▸ DIRECTIONS FOR THIS TASK
From the entries below, return exactly the lines beginning at the one that contains "pub fn new()" and ending at the one that contains "let install: Installer", both of them included, and only those lines.

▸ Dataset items
'''
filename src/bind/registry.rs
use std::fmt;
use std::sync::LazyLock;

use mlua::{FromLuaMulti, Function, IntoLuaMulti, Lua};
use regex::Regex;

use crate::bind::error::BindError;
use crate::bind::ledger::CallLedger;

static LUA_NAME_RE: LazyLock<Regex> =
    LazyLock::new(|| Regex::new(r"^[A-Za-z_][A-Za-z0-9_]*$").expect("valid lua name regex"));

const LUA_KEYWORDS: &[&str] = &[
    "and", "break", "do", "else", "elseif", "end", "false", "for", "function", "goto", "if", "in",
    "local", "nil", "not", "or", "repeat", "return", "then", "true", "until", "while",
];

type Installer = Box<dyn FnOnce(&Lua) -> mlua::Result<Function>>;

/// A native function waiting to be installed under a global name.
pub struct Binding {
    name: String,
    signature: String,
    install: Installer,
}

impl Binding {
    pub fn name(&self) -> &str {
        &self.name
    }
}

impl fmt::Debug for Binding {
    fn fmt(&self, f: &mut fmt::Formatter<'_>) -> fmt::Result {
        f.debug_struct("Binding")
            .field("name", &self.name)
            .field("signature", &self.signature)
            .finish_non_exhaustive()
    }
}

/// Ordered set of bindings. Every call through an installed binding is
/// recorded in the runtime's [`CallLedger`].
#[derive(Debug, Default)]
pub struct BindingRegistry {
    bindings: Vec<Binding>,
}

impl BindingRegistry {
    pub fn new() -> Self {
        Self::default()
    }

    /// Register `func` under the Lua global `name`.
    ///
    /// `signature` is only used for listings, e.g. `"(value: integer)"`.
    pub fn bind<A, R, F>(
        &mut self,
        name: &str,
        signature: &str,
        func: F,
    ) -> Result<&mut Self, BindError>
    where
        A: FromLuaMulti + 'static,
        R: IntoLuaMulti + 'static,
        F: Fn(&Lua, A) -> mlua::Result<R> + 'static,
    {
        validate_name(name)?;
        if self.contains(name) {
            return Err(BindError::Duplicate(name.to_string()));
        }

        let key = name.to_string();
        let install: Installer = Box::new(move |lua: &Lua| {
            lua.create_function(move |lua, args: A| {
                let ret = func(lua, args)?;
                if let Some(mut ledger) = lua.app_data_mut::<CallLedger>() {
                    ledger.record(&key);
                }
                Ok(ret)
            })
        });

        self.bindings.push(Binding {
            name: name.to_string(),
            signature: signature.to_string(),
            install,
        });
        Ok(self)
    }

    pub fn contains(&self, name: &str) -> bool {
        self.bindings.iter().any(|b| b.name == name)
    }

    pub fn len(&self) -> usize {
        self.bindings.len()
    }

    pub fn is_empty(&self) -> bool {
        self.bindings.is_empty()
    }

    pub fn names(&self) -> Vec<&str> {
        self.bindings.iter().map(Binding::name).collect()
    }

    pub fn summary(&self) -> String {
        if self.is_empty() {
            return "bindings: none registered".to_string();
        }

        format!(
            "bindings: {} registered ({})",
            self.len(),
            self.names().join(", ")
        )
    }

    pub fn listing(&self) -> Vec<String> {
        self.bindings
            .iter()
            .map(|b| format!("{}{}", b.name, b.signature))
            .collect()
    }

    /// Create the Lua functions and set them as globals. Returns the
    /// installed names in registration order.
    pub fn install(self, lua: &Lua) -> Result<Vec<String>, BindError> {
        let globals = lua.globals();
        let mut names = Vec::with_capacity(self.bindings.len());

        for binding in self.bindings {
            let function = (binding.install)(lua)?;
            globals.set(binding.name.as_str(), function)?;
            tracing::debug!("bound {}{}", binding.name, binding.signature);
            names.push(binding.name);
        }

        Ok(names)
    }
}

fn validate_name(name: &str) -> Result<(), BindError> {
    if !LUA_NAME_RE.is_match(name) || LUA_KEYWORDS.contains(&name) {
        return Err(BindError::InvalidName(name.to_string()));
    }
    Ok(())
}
'''
'''
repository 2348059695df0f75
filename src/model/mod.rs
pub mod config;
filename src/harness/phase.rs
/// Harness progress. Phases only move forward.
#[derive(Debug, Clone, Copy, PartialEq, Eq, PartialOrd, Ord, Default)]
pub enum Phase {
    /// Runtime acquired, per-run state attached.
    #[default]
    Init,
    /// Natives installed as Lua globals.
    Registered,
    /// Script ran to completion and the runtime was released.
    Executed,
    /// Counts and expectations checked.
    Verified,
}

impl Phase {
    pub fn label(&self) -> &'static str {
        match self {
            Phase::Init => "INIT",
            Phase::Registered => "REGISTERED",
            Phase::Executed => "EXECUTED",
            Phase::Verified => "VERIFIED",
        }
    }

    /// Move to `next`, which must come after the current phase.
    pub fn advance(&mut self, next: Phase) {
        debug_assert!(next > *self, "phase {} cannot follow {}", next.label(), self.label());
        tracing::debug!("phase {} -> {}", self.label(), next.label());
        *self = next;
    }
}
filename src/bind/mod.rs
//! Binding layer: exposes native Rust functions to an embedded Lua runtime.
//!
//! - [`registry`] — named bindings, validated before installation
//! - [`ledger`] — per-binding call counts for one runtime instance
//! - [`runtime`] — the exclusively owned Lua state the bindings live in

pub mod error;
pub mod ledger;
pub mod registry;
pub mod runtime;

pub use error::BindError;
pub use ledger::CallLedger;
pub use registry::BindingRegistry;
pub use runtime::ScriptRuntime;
'''
'''
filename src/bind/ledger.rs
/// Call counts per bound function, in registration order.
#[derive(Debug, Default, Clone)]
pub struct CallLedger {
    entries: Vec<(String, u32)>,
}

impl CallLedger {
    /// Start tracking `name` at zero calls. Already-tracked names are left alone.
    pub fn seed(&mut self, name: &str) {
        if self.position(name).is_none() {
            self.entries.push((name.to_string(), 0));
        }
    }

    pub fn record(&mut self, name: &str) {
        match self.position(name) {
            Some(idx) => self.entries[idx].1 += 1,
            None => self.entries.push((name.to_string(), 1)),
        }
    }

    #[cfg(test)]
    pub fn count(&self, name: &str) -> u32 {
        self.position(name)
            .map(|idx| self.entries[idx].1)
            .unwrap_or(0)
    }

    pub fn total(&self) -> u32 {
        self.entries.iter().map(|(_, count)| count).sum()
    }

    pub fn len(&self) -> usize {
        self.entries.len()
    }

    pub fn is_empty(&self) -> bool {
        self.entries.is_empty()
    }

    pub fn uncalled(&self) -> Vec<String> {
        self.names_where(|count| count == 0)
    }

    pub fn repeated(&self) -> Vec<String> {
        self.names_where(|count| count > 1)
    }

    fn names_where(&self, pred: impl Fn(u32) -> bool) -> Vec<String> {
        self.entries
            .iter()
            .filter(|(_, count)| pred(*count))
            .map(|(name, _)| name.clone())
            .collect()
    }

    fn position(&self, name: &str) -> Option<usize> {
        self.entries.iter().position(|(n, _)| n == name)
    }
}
'''
▸ SOLUTION TO THE EXERCISE
    pub fn new() -> Self {
        Self::default()
    }

    /// Register `func` under the Lua global `name`.
    ///
    /// `signature` is only used for listings, e.g. `"(value: integer)"`.
    pub fn bind<A, R, F>(
        &mut self,
        name: &str,
        signature: &str,
        func: F,
    ) -> Result<&mut Self, BindError>
    where
        A: FromLuaMulti + 'static,
        R: IntoLuaMulti + 'static,
        F: Fn(&Lua, A) -> mlua::Result<R> + 'static,
    {
        validate_name(name)?;
        if self.contains(name) {
            return Err(BindError::Duplicate(name.to_string()));
        }

        let key = name.to_string();
        let install: Installer = Box::new(move |lua: &Lua| {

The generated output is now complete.